PMCID: PMC8098542 PMID: 11303797

Abstract

In this article, we review the molecular pathology of muscular dystrophies caused by defects of proteins located within or near cell membranes. These disorders include Bethlem myopathy, merosinopathy, dystrophinopathy, sarcoglycanopathies, integrinopathy, dysferlinopathy and caveolinopathy. We refer to these diseases collectively as sarcolemmopathy. Here, we describe the biological functions of these proteins in the context of muscular contractions and their roles in the infrastructure of muscle; defects of muscle infrastructures cause those diseases.

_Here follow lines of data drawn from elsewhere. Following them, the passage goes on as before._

//! Role administration handlers. Every route here sits behind `require_admin`.

use axum::Json;
use axum::extract::State;
use gatehouse_core::auth::AuthError;
use gatehouse_core::models::page::Page;
use gatehouse_core::models::role::{ADMIN_ROLE, Role};
use tracing::info;
use uuid::Uuid;

use crate::AppState;
use crate::error::{AppError, AppResult};
use crate::extract::{ApiJson, ApiPath, ApiQuery};
use crate::middleware::auth::AuthenticatedUser;
use crate::models::{PageParams, RoleAssignmentRequest, RoleRequest};

fn validated_title(body: &RoleRequest) -> AppResult<&str> {
    let title = body.title.trim();
    if title.is_empty() {
        return Err(AppError::Validation("title must not be empty".into()));
    }
    Ok(title)
}

/// Duplicate titles are a client mistake here, reported as 400.
fn title_conflict(e: AuthError) -> AppError {
    match e {
        AuthError::Conflict(msg) => AppError::BadRequest(msg),
        other => other.into(),
    }
}

async fn ensure_not_admin_role(state: &AppState, id: Uuid) -> AppResult<()> {
    if let Some(admin) = state.roles.find_role_by_title(ADMIN_ROLE).await?
        && admin.id == id
    {
        return Err(AppError::BadRequest(
            "The admin role cannot be changed".into(),
        ));
    }
    Ok(())
}

/// `GET /roles`
pub async fn list_roles_handler(
    State(state): State<AppState>,
    ApiQuery(params): ApiQuery<PageParams>,
) -> AppResult<Json<Page<Role>>> {
    Ok(Json(state.roles.list_roles(params.into()).await?))
}

/// `POST /roles`
pub async fn create_role_handler(
    State(state): State<AppState>,
    axum::Extension(caller): axum::Extension<AuthenticatedUser>,
    ApiJson(body): ApiJson<RoleRequest>,
) -> AppResult<Json<Role>> {
    let title = validated_title(&body)?;
    let role = state.roles.create_role(title).await.map_err(title_conflict)?;
    info!(role_id = %role.id, title = %role.title, by = %caller.0.sub, "role created");
    Ok(Json(role))
}

/// `PUT /roles/{id}`
pub async fn update_role_handler(
    State(state): State<AppState>,
    axum::Extension(caller): axum::Extension<AuthenticatedUser>,
    ApiPath(id): ApiPath<Uuid>,
    ApiJson(body): ApiJson<RoleRequest>,
) -> AppResult<Json<Role>> {
    let title = validated_title(&body)?;
    ensure_not_admin_role(&state, id).await?;
    let role = state
        .roles
        .update_role(id, title)
        .await
        .map_err(title_conflict)?;
    info!(role_id = %id, title = %role.title, by = %caller.0.sub, "role renamed");
    Ok(Json(role))
}

/// `DELETE /roles/{id}`
pub async fn delete_role_handler(
    State(state): State<AppState>,
    axum::Extension(caller): axum::Extension<AuthenticatedUser>,
    ApiPath(id): ApiPath<Uuid>,
) -> AppResult<Json<Role>> {
    ensure_not_admin_role(&state, id).await?;
    let role = state.roles.delete_role(id).await?;
    info!(role_id = %id, title = %role.title, by = %caller.0.sub, "role deleted");
    Ok(Json(role))
}

/// `GET /users/{id}/roles`
pub async fn user_roles_handler(
    State(state): State<AppState>,
    ApiPath(user_id): ApiPath<Uuid>,
    ApiQuery(params): ApiQuery<PageParams>,
) -> AppResult<Json<Page<Role>>> {
    Ok(Json(state.roles.user_roles(user_id, params.into()).await?))
}

/// `POST /users/{id}/roles`
pub async fn assign_role_handler(
    State(state): State<AppState>,
    axum::Extension(caller): axum::Extension<AuthenticatedUser>,
    ApiPath(user_id): ApiPath<Uuid>,
    ApiJson(body): ApiJson<RoleAssignmentRequest>,
) -> AppResult<Json<Role>> {
    let role = state.roles.assign_role(user_id, body.role_id).await?;
    info!(user_id = %user_id, role = %role.title, by = %caller.0.sub, "role assigned");
    Ok(Json(role))
}

/// `DELETE /users/{id}/roles`
pub async fn remove_role_handler(
    State(state): State<AppState>,
    axum::Extension(caller): axum::Extension<AuthenticatedUser>,
    ApiPath(user_id): ApiPath<Uuid>,
    ApiJson(body): ApiJson<RoleAssignmentRequest>,
) -> AppResult<Json<Role>> {
    let role = state.roles.remove_role(user_id, body.role_id).await?;
    info!(user_id = %user_id, role = %role.title, by = %caller.0.sub, "role removed");
    Ok(Json(role))
}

As an example, in dystrophinopathy, cell membranes have mechanical defects due to the absence of dystrophin. Cracks of the cell membrane induced by muscle contraction may allow the influx and efflux of substances that trigger muscle cell degeneration. However, such cracks may be resealed on relaxation. In addition, dystrophinopathy causes secondary defects of various dystrophin‐associated proteins suggesting that defects in cell signaling participate in the pathologic process. With regard to other sarcolemmopathies, we discuss pathological mechanisms based on available data.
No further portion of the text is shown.